New variants of the SARS-CoV-2 virus will most likely require the development of more vaccine options in the coming years, and a biomedical scientist at Iowa State University believes the “key” to this development is how whose virus binds to humans. cells.
Michael Cho, professor of biomedical sciences at Iowa State, is studying how to develop COVID-19 vaccines that target the SARS-CoV-2 receptor binding domain, or the part of the virus that synchronizes with the host cell receptor, angiotensin-converting enzyme 2 (ACE2). This anchoring process allows the virus to gain access to the host’s cells, resulting in infection.
Cho was the lead author of a study recently published in the peer-reviewed scientific journal Frontiers in immunology detailing a vaccine’s ability to induce antibodies in mice that target the receptor binding domain of the virus. The patent-pending vaccine approach is available for license from the Iowa State University Research Foundation. Cho will make a virtual presentation on the potential of BioConnect Iowa’s vaccine and immunotherapy meeting approach on Wednesday.

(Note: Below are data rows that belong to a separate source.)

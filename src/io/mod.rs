//! Input/output helpers.
//!
//! - integrated summary JSON read/write (`export`)

pub mod export;

pub use export::*;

The antibodies produced by the experimental vaccine attack the receptor binding domain, or RBD, of the virus. RBD is the part of the viral spike protein that binds to host cells to trigger infection. Cho likens the spike protein to a key, and the RBD is the part of the key that actually goes into the lock.
The peak glycoprotein is the key that unlocks the lock, and the key region with all of the peaks, valleys, and grooves is the RBD. If antibodies attack the RBD, the key will not work and the door will remain locked, preventing infection. We don’t really need to make antibodies against all of the spike protein, which is more difficult to make. We can just focus on the RBD part. “
Michael Cho, Professor, Biomedical Sciences, Iowa State University
This approach differs from the three vaccines currently available in the United States to ward off COVID-19. The mRNA vaccines produced by Pfizer and Moderna work by providing a set of instructions that teach the immune system how to make all of the spike protein that triggers an immune response. The Johnson & Johnson vaccine is known as a viral vector vaccine which uses a modified version of a different virus.
Cho and his colleagues conducted trials of the RBD subunit protein vaccine in mice and were able to induce a potent antibody response in rodents over three injections. The study showed that one or two injections are sufficient, depending on the adjuvant used. Cho said he would like to test the approach in human trials.
Easy to produce, scalable
The vaccine targeting RBD has certain advantages over vaccines currently licensed in the United States. Cho said the experimental vaccine is relatively easy to produce and scale because it only requires a small portion of the virus’s spike protein to make it. The RBD vaccine can also be given multiple times, which might be necessary to develop immunity against several viral variants that will inevitably emerge.
Cho said the process to achieve herd immunity to COVID-19 through vaccines will take time, which will allow new variants of the virus to spread. This is especially true for people in developing countries who have so far had limited access to currently available vaccines. And as more and more variants emerge, the likelihood that additional vaccines will become necessary increases, he said.
“Just because we have vaccines now, doesn’t mean that we won’t need more in three or five years, maybe even more,” he said. “I don’t think our vaccine is too late to play a role.”
Niu, L., et al. (2021) A structural landscape of neutralizing antibodies against the SARS-CoV-2 receptor binding domain. Frontiers in immunology. doi.org/10.3389/fimmu.2021.647934.